YOUR GOAL → Among the records below, find the lines containing "Result" and state only how many there are.
- - -
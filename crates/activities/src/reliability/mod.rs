//! Re-delivery of failed activity calls

mod retry;

pub use retry::RetryPolicy;
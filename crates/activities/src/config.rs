// Worker Configuration
//
// Configuration for the activity worker, loaded from environment variables.

use std::env;
use std::str::FromStr;
use std::time::Duration;

use anyhow::{bail, Context, Result};

use crate::reliability::RetryPolicy;

/// Which job store backs the activities
#[derive(Debug, Clone, Copy, PartialEq, Eq)]
pub enum StoreBackend {
    /// Process-local store; state is lost on exit
    Memory,
    /// PostgreSQL store at `DATABASE_URL`
    Postgres,
}

impl FromStr for StoreBackend {
    type Err = anyhow::Error;

    fn from_str(s: &str) -> Result<Self> {
        match s.to_lowercase().as_str() {
            "memory" => Ok(Self::Memory),
            "postgres" | "postgresql" => Ok(Self::Postgres),
            other => bail!("unknown JOB_STORE '{other}', expected 'memory' or 'postgres'"),
        }
    }
}

/// Configuration for the activity worker
#[derive(Debug, Clone)]
pub struct WorkerConfig {
    pub store: StoreBackend,

    /// Required for [`StoreBackend::Postgres`]
    pub database_url: Option<String>,

    pub max_connections: u32,

    /// Retry envelope applied to every activity call
    pub retry: RetryPolicy,
}

impl WorkerConfig {
    /// Create configuration from environment variables
    ///
    /// Environment variables:
    /// - `JOB_STORE`: `memory` or `postgres` (default: memory)
    /// - `DATABASE_URL`: PostgreSQL connection string (required for postgres)
    /// - `DATABASE_MAX_CONNECTIONS`: pool size (default: 5)
    /// - `ACTIVITY_MAX_ATTEMPTS`: deliveries per activity call (default: 5)
    /// - `ACTIVITY_INITIAL_INTERVAL_MS`: first re-delivery delay (default: 1000)
    pub fn from_env() -> Result<Self> {
        Self::from_vars(|key| env::var(key).ok())
    }

    /// Create configuration from an arbitrary variable source
    pub fn from_vars(var: impl Fn(&str) -> Option<String>) -> Result<Self> {
        let store = var("JOB_STORE")
            .map(|v| v.parse())
            .transpose()?
            .unwrap_or(StoreBackend::Memory);

        let database_url = var("DATABASE_URL").filter(|v| !v.is_empty());
        if store == StoreBackend::Postgres && database_url.is_none() {
            bail!("DATABASE_URL must be set when JOB_STORE=postgres");
        }

        let max_connections = parse_var(&var, "DATABASE_MAX_CONNECTIONS")?.unwrap_or(5);
        let max_attempts = parse_var(&var, "ACTIVITY_MAX_ATTEMPTS")?.unwrap_or(5);
        let initial_interval_ms = parse_var(&var, "ACTIVITY_INITIAL_INTERVAL_MS")?.unwrap_or(1000);

        if max_attempts == 0 {
            bail!("ACTIVITY_MAX_ATTEMPTS must be at least 1");
        }

        let retry = RetryPolicy::exponential()
            .with_max_attempts(max_attempts)
            .with_initial_interval(Duration::from_millis(initial_interval_ms));

        Ok(Self {
            store,
            database_url,
            max_connections,
            retry,
        })
    }
}

fn parse_var<T>(var: &impl Fn(&str) -> Option<String>, key: &str) -> Result<Option<T>>
where
    T: FromStr,
    T::Err: std::error::Error + Send + Sync + 'static,
{
    var(key)
        .map(|v| v.parse::<T>().with_context(|| format!("invalid {key}: '{v}'")))
        .transpose()
}

#[cfg(test)]
mod tests {
    use super::*;
    use std::collections::HashMap;

    fn config(pairs: &[(&str, &str)]) -> Result<WorkerConfig> {
        let vars: HashMap<String, String> = pairs
            .iter()
            .map(|(k, v)| (k.to_string(), v.to_string()))
            .collect();
        WorkerConfig::from_vars(|key| vars.get(key).cloned())
    }

    #[test]
    fn test_defaults() {
        let config = config(&[]).unwrap();
        assert_eq!(config.store, StoreBackend::Memory);
        assert_eq!(config.database_url, None);
        assert_eq!(config.max_connections, 5);
        assert_eq!(config.retry.max_attempts, 5);
        assert_eq!(config.retry.initial_interval, Duration::from_secs(1));
    }

    #[test]
    fn test_postgres_requires_database_url() {
        assert!(config(&[("JOB_STORE", "postgres")]).is_err());

        let config = config(&[
            ("JOB_STORE", "Postgres"),
            ("DATABASE_URL", "postgres://localhost/syncflow"),
            ("DATABASE_MAX_CONNECTIONS", "12"),
        ])
        .unwrap();
        assert_eq!(config.store, StoreBackend::Postgres);
        assert_eq!(config.max_connections, 12);
    }

    #[test]
    fn test_retry_settings() {
        let config = config(&[
            ("ACTIVITY_MAX_ATTEMPTS", "3"),
            ("ACTIVITY_INITIAL_INTERVAL_MS", "250"),
        ])
        .unwrap();
        assert_eq!(config.retry.max_attempts, 3);
        assert_eq!(config.retry.initial_interval, Duration::from_millis(250));
    }

    #[test]
    fn test_invalid_values() {
        assert!(config(&[("JOB_STORE", "redis")]).is_err());
        assert!(config(&[("ACTIVITY_MAX_ATTEMPTS", "0")]).is_err());

        let err = config(&[("DATABASE_MAX_CONNECTIONS", "many")]).unwrap_err();
        assert!(err.to_string().contains("DATABASE_MAX_CONNECTIONS"));
    }
}
//! # Job Store
//!
//! Jobs and attempts for connection syncs, and the state machine that moves
//! them between statuses.
//!
//! ## Architecture
//!
//! ```text
//! ┌─────────────────────────────────────────────────────────────┐
//! │                       state_machine                          │
//! │  (pure transitions over a Job snapshot: Applied/Unchanged)  │
//! └─────────────────────────────────────────────────────────────┘
//!                              │
//!                              ▼
//! ┌─────────────────────────────────────────────────────────────┐
//! │                         JobStore                             │
//! │  (one serializable unit per call: memory or PostgreSQL)     │
//! └─────────────────────────────────────────────────────────────┘
//! ```
//!
//! ## Example
//!
//! ```
//! use syncflow_jobs::{state_machine, InMemoryJobStore, Job, JobStatus, JobStore};
//!
//! # tokio_test_block(async {
//! let store = InMemoryJobStore::new();
//! let job = store.create_job(uuid::Uuid::now_v7()).await.unwrap();
//! let attempt_id = store.allocate_attempt_id().await.unwrap();
//!
//! let update = store
//!     .update_job(
//!         job.id,
//!         Box::new(move |job: &mut Job| state_machine::start_attempt(job, attempt_id, false)),
//!     )
//!     .await
//!     .unwrap();
//! assert_eq!(update.job.status, JobStatus::Running);
//! # });
//! # fn tokio_test_block<F: std::future::Future>(f: F) -> F::Output {
//! #     tokio::runtime::Builder::new_current_thread().build().unwrap().block_on(f)
//! # }
//! ```

pub mod error;
pub mod model;
pub mod persistence;
pub mod state_machine;

pub use error::{JobError, Result};
pub use model::{
    Attempt, AttemptRef, AttemptStatus, ConnectionId, FailureOrigin, FailureReason,
    FailureSummary, FailureType, Job, JobId, JobStatus, SyncOutput,
};
pub use persistence::{
    InMemoryJobStore, JobFilter, JobMutation, JobStore, JobUpdate, PostgresJobStore, StoreError,
};
pub use state_machine::Transition;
- - -
OUTPUT OF THE TASK → 7